** EXERCISE DIRECTIONS **
Retype all of the entries word for word.

-- Opening Marker --

//! Turns an alignment path into serializable sentence groups.

use serde::{Deserialize, Serialize};

use super::AlignmentPath;
use crate::document::SentenceSequence;

/// One aligned block: sentence indices and texts for both sides. Gap
/// cells leave one side's lists empty.
#[derive(Debug, Clone, PartialEq, Serialize, Deserialize)]
pub struct AlignmentGroup {
    pub src_numbers: Vec<usize>,
    pub tgt_numbers: Vec<usize>,
    pub src_texts: Vec<String>,
    pub tgt_texts: Vec<String>,
}

/// Materializes the path's cells in order. Pure; cells empty on both
/// sides (which the aligners never produce) are skipped.
pub fn extract_groups(
    path: &AlignmentPath,
    src: &SentenceSequence,
    tgt: &SentenceSequence,
) -> Vec<AlignmentGroup> {
    path.cells
        .iter()
        .filter(|cell| !(cell.src.is_empty() && cell.tgt.is_empty()))
        .map(|cell| AlignmentGroup {
            src_numbers: cell.src.indices().collect(),
            tgt_numbers: cell.tgt.indices().collect(),
            src_texts: cell
                .src
                .indices()
                .map(|i| src.sentences()[i].clone())
                .collect(),
            tgt_texts: cell
                .tgt
                .indices()
                .map(|j| tgt.sentences()[j].clone())
                .collect(),
        })
        .collect()
}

-- Closing Marker --

** TASK OUTPUT **
//! Turns an alignment path into serializable sentence groups.

use serde::{Deserialize, Serialize};

use super::AlignmentPath;
use crate::document::SentenceSequence;

/// One aligned block: sentence indices and texts for both sides. Gap
/// cells leave one side's lists empty.
#[derive(Debug, Clone, PartialEq, Serialize, Deserialize)]
pub struct AlignmentGroup {
    pub src_numbers: Vec<usize>,
    pub tgt_numbers: Vec<usize>,
    pub src_texts: Vec<String>,
    pub tgt_texts: Vec<String>,
}

/// Materializes the path's cells in order. Pure; cells empty on both
/// sides (which the aligners never produce) are skipped.
pub fn extract_groups(
    path: &AlignmentPath,
    src: &SentenceSequence,
    tgt: &SentenceSequence,
) -> Vec<AlignmentGroup> {
    path.cells
        .iter()
        .filter(|cell| !(cell.src.is_empty() && cell.tgt.is_empty()))
        .map(|cell| AlignmentGroup {
            src_numbers: cell.src.indices().collect(),
            tgt_numbers: cell.tgt.indices().collect(),
            src_texts: cell
                .src
                .indices()
                .map(|i| src.sentences()[i].clone())
                .collect(),
            tgt_texts: cell
                .tgt
                .indices()
                .map(|j| tgt.sentences()[j].clone())
                .collect(),
        })
        .collect()
}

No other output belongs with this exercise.